Algunos parques en los alrededores resguardan la memoria indígena de
los primeros pobladores. El Stanley, por ejemplo, está erizado de tótems
que llevan más de cien años invocando las lluvias de verano. Vancouver
abre Canadá hacia el Pacífico. Es el brazo más importante de la provincia
llamada Columbia Británica y se alza a unos 40 kilómetros de la frontera
con Estados Unidos. Sobre
avenidas que desfilan entre tulipanes, hay ómnibus eléctricos que andan
en silencio y caminantes ciudadanos que olvidaron el sentido del concepto
de estridencias. Aquí, sin exagerar demasiado, el mayor ruido es la
suela de los zapatos en su roce con el asfalto. Sólo de tanto en tanto
el motor de los hidroaviones que despegan en el puerto, destrona la
soberanía del sigilo. Sobre todos los vértices anda el águila calva; la madre protectora que se aferra a las ramas exóticas del Jardín Botánico Van Dusen y la que en algunas ocasiones hasta se le anima a esos mástiles que iluminan veredas. Un paraíso para los lectores Vancouver
tiene entre sus filas el mayor porcentaje de lectores de todo Canadá.
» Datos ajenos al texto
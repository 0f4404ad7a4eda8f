//! Bounded chat context assembly.
//!
//! Turns a normalized analysis plus a user question into a prompt context that
//! stays within a token budget. Token costs use the `cl100k_base` encoding via
//! `tiktoken-rs`, falling back to a `ceil(chars / 4)` estimate when the
//! tokenizer cannot be constructed. Assembly is fully deterministic: no
//! randomness, no external calls.

use crate::ingest::AnalysisResult;
use std::sync::OnceLock;
use tiktoken_rs::{CoreBPE, cl100k_base};

/// Token charged for each `\n\n` joint between sections.
const SEPARATOR_COST: usize = 1;

/// Bounded context assembled for one chat completion.
///
/// `document_context` holds the selected analysis sections and is empty for an
/// all-empty analysis, in which case the context carries only the question.
#[derive(Debug, Clone, PartialEq, Eq)]
pub struct PromptContext {
    /// Analysis sections selected under the token budget, joined by blank lines.
    pub document_context: String,
    /// The user question, included verbatim and never truncated.
    pub question: String,
    /// Estimated token cost of the assembled context including the question.
    pub token_estimate: usize,
}

/// Assemble a bounded context from an analysis and a user question.
///
/// Sections are admitted in priority order: narrative summary, file summary,
/// extracted-text prefix, keywords, then document metadata. A section is only
/// included when its full cost fits the remaining budget, except extracted
/// text, which is truncated on a token boundary to whatever budget remains.
/// The question is always included; analysis sections share `max_tokens` minus
/// the question's cost.
pub fn build_context(
    analysis: &AnalysisResult,
    question: &str,
    max_tokens: usize,
) -> PromptContext {
    let question_line = format!("User Question: {question}");
    let question_cost = estimate_tokens(&question_line);
    let mut remaining = max_tokens.saturating_sub(question_cost + SEPARATOR_COST);

    let mut sections: Vec<String> = Vec::new();

    admit_whole(
        labeled("Narrative Summary: ", &analysis.narrative_summary),
        &mut remaining,
        &mut sections,
    );
    admit_whole(
        labeled("Summary: ", &analysis.file_summary),
        &mut remaining,
        &mut sections,
    );
    admit_truncated(
        "Document Content: ",
        &analysis.extracted_text,
        &mut remaining,
        &mut sections,
    );
    if !analysis.keywords.is_empty() {
        admit_whole(
            Some(format!("Keywords: {}", analysis.keywords.join(", "))),
            &mut remaining,
            &mut sections,
        );
    }
    admit_whole(
        labeled("File Type: ", &analysis.file_type),
        &mut remaining,
        &mut sections,
    );
    admit_whole(
        labeled("Language: ", &analysis.language),
        &mut remaining,
        &mut sections,
    );

    let document_context = sections.join("\n\n");
    let token_estimate = if document_context.is_empty() {
        question_cost
    } else {
        estimate_tokens(&document_context) + SEPARATOR_COST + question_cost
    };

    PromptContext {
        document_context,
        question: question.to_string(),
        token_estimate,
    }
}

fn labeled(label: &str, content: &str) -> Option<String> {
    let trimmed = content.trim();
    if trimmed.is_empty() {
        None
    } else {
        Some(format!("{label}{trimmed}"))
    }
}

/// Admit a section only when its full cost fits the remaining budget.
fn admit_whole(section: Option<String>, remaining: &mut usize, sections: &mut Vec<String>) {
    let Some(section) = section else {
        return;
    };
    let cost = estimate_tokens(&section) + SEPARATOR_COST;
    if cost <= *remaining {
        *remaining -= cost;
        sections.push(section);
    }
}

/// Admit a section truncated to the remaining budget instead of dropping it whole.
fn admit_truncated(label: &str, content: &str, remaining: &mut usize, sections: &mut Vec<String>) {
    let trimmed = content.trim();
    if trimmed.is_empty() {
        return;
    }
    let label_cost = estimate_tokens(label) + SEPARATOR_COST;
    let Some(body_budget) = remaining.checked_sub(label_cost) else {
        return;
    };
    if body_budget == 0 {
        return;
    }

    let mut body = truncate_to_tokens(trimmed, body_budget);
    // Token estimates over a concatenation are not exactly additive; pop
    // trailing words until the composed section provably fits.
    loop {
        if body.trim().is_empty() {
            return;
        }
        let section = format!("{label}{}", body.trim_end());
        let cost = estimate_tokens(&section) + SEPARATOR_COST;
        if cost <= *remaining {
            *remaining -= cost;
            sections.push(section);
            return;
        }
        body = match body.trim_end().rsplit_once(char::is_whitespace) {
            Some((head, _)) => head.to_string(),
            None => return,
        };
    }
}

fn bpe() -> Option<&'static CoreBPE> {
    static BPE: OnceLock<Option<CoreBPE>> = OnceLock::new();
    BPE.get_or_init(|| cl100k_base().ok()).as_ref()
}

/// Estimate the token cost of a string.
pub(crate) fn estimate_tokens(text: &str) -> usize {
    match bpe() {
        Some(bpe) => bpe.encode_ordinary(text).len(),
        None => text.chars().count().div_ceil(4),
    }
}

/// Truncate text to at most `budget` tokens, on a token boundary when the
/// tokenizer is available and on a character boundary otherwise.
fn truncate_to_tokens(text: &str, budget: usize) -> String {
    if estimate_tokens(text) <= budget {
        return text.to_string();
    }

    match bpe() {
        Some(bpe) => {
            let mut tokens = bpe.encode_ordinary(text);
            tokens.truncate(budget);
            // A truncated token sequence can split a multi-byte character; keep
            // dropping the trailing token until it decodes cleanly.
            loop {
                match bpe.decode(tokens.clone()) {
                    Ok(decoded) => return decoded,
                    Err(_) if !tokens.is_empty() => {
                        tokens.pop();
                    }
                    Err(_) => return String::new(),
                }
            }
        }
        None => text.chars().take(budget.saturating_mul(4)).collect(),
    }
}
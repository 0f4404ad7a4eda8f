use std::env;
use std::time::Duration;
use thiserror::Error;

/// Errors encountered while loading configuration from environment variables.
#[derive(Debug, Error)]
pub enum ConfigError {
    /// Required environment variable was not provided.
    #[error("Missing environment variable: {0}")]
    MissingVariable(String),
    /// Environment variable contained a value that could not be used.
    #[error("Invalid value for environment variable: {0}")]
    InvalidValue(String),
}

/// Runtime configuration for the xraydesk server.
///
/// Built once in `main` and passed by `Arc` to every component that needs it;
/// there is no ambient global lookup.
#[derive(Debug, Clone)]
pub struct Config {
    /// API key for the GroundX document parsing service.
    pub groundx_api_key: String,
    /// API key for the OpenRouter completion service.
    pub openrouter_api_key: String,
    /// Base URL of the GroundX management API.
    pub groundx_base_url: String,
    /// Base URL of the OpenRouter API.
    pub openrouter_base_url: String,
    /// Logical bucket name documents are grouped under; created on demand.
    pub bucket_name: String,
    /// Completion model identifier passed to OpenRouter.
    pub chat_model: String,
    /// Delay between ingest status polls.
    pub poll_interval: Duration,
    /// Upper bound on total polling time before an upload is reported as timed out.
    pub max_wait: Duration,
    /// Token budget for the assembled chat context.
    pub context_max_tokens: usize,
    /// Token cap requested for each chat completion.
    pub completion_max_tokens: u32,
    /// Optional override for the HTTP server port.
    pub server_port: Option<u16>,
}

const DEFAULT_GROUNDX_BASE_URL: &str = "https://api.groundx.ai/api/v1";
const DEFAULT_OPENROUTER_BASE_URL: &str = "https://openrouter.ai/api/v1";
const DEFAULT_BUCKET_NAME: &str = "xraydesk";
const DEFAULT_CHAT_MODEL: &str = "openai/gpt-4o-mini";
const DEFAULT_POLL_INTERVAL_SECS: u64 = 3;
const DEFAULT_MAX_WAIT_SECS: u64 = 300;
const DEFAULT_CONTEXT_MAX_TOKENS: usize = 1500;
const DEFAULT_COMPLETION_MAX_TOKENS: u32 = 300;

impl Config {
    /// Load configuration from environment variables, performing validation along the way.
    pub fn from_env() -> Result<Self, ConfigError> {
        Ok(Self {
            groundx_api_key: load_api_key("GROUNDX_API_KEY")?,
            openrouter_api_key: load_api_key("OPENROUTER_API_KEY")?,
            groundx_base_url: load_env_optional("GROUNDX_BASE_URL")
                .unwrap_or_else(|| DEFAULT_GROUNDX_BASE_URL.to_string()),
            openrouter_base_url: load_env_optional("OPENROUTER_BASE_URL")
                .unwrap_or_else(|| DEFAULT_OPENROUTER_BASE_URL.to_string()),
            bucket_name: load_env_optional("GROUNDX_BUCKET_NAME")
                .unwrap_or_else(|| DEFAULT_BUCKET_NAME.to_string()),
            chat_model: load_env_optional("OPENROUTER_MODEL")
                .unwrap_or_else(|| DEFAULT_CHAT_MODEL.to_string()),
            poll_interval: Duration::from_secs(
                load_parsed("POLL_INTERVAL_SECS")?.unwrap_or(DEFAULT_POLL_INTERVAL_SECS),
            ),
            max_wait: Duration::from_secs(
                load_parsed("MAX_WAIT_SECS")?.unwrap_or(DEFAULT_MAX_WAIT_SECS),
            ),
            context_max_tokens: load_parsed("CHAT_CONTEXT_MAX_TOKENS")?
                .unwrap_or(DEFAULT_CONTEXT_MAX_TOKENS),
            completion_max_tokens: load_parsed("CHAT_MAX_COMPLETION_TOKENS")?
                .unwrap_or(DEFAULT_COMPLETION_MAX_TOKENS),
            server_port: load_parsed("SERVER_PORT")?,
        })
    }
}

/// Load a required API key, rejecting empty and placeholder values.
///
/// Keys copied out of a sample `.env` sometimes keep the placeholder text or a
/// UTF-8 BOM from Windows editors; both would surface at the vendor as a
/// confusing 401, so they are rejected at startup instead.
fn load_api_key(key: &str) -> Result<String, ConfigError> {
    let raw = env::var(key).map_err(|_| ConfigError::MissingVariable(key.to_string()))?;
    let value = raw.trim().trim_start_matches('\u{feff}').trim().to_string();
    if value.is_empty() || value.starts_with("your-") {
        return Err(ConfigError::InvalidValue(key.to_string()));
    }
    Ok(value)
}

fn load_env_optional(key: &str) -> Option<String> {
    env::var(key).ok().filter(|value| !value.trim().is_empty())
}

fn load_parsed<T: std::str::FromStr>(key: &str) -> Result<Option<T>, ConfigError> {
    load_env_optional(key)
        .map(|value| {
            value
                .parse()
                .map_err(|_| ConfigError::InvalidValue(key.to_string()))
        })
        .transpose()
}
Quizás es por eso que las librerías y bibliotecas aparecen a la par
de los locales de comida rápida. En los centros comerciales, a orillas
de las avenidas principales y obviamente en universidades y escuelas,
hay estanterías atiborradas de textos y concentrados viajeros de páginas,
trenzados con las historias. Además,
la ciudad lleva en andas una tradición de grandes escritores como Alfred
Garneau, Louis Frechette o Emile Nelligan; literatos que vale la pena
explorar si lo que se busca es interiorizarse un poco más en los secretos
de la idiosincrasia local. En
la mayoría de las ocasiones, los sitios para la aventura lírica están
ambientados; son como grandes cafés temáticos a punto para los degustadores
de folios. Uno de los más interesantes es Mystery Merchant Bookstore
sobre la West 4th Avenue. Allí, bajo un tapizado de letras, hay una
escenografía de calaveras y escaleras que se alternan con libros de
crímenes y misterios. Los jóvenes, a Robson "Robson
es la aleación más perfecta del sentido verdadero de Vancouver",
explica un moreno que aparenta un viaje reciente por los aires jamaiquinos.
Y al parecer, no hay error en su sentencia. La calle Robson es el centro
joven y el eje de una mixtura cultural que se manifiesta en cada esquina.
Es una senda que parece especializarse en encuentros multiétnicos. Los
bares y cafés de porte inglés, con cervezas oscuras y espesas a la orden
del día, se alternan con los espacios de comida tailandesa, griega,
india o china. Así,
en una recorrida nocturna, el Cesar de jugo de tomate, especias y apio
puede ir combinándose con los nudos (fideos de arroz) al curry con salsa
de maní, un sublaky ( pan árabe, cordero en trozos, cebolla, pepinos
y perejil; todo asado) o una koupepia griega (arroz y carne molida con
especias, todo arropado en hojas de parra). La
Robson es a Vancouver lo que la Rambla es a Barcelona, y conscientes
de esto, los locales la transformaron en peatonal al caer la tarde.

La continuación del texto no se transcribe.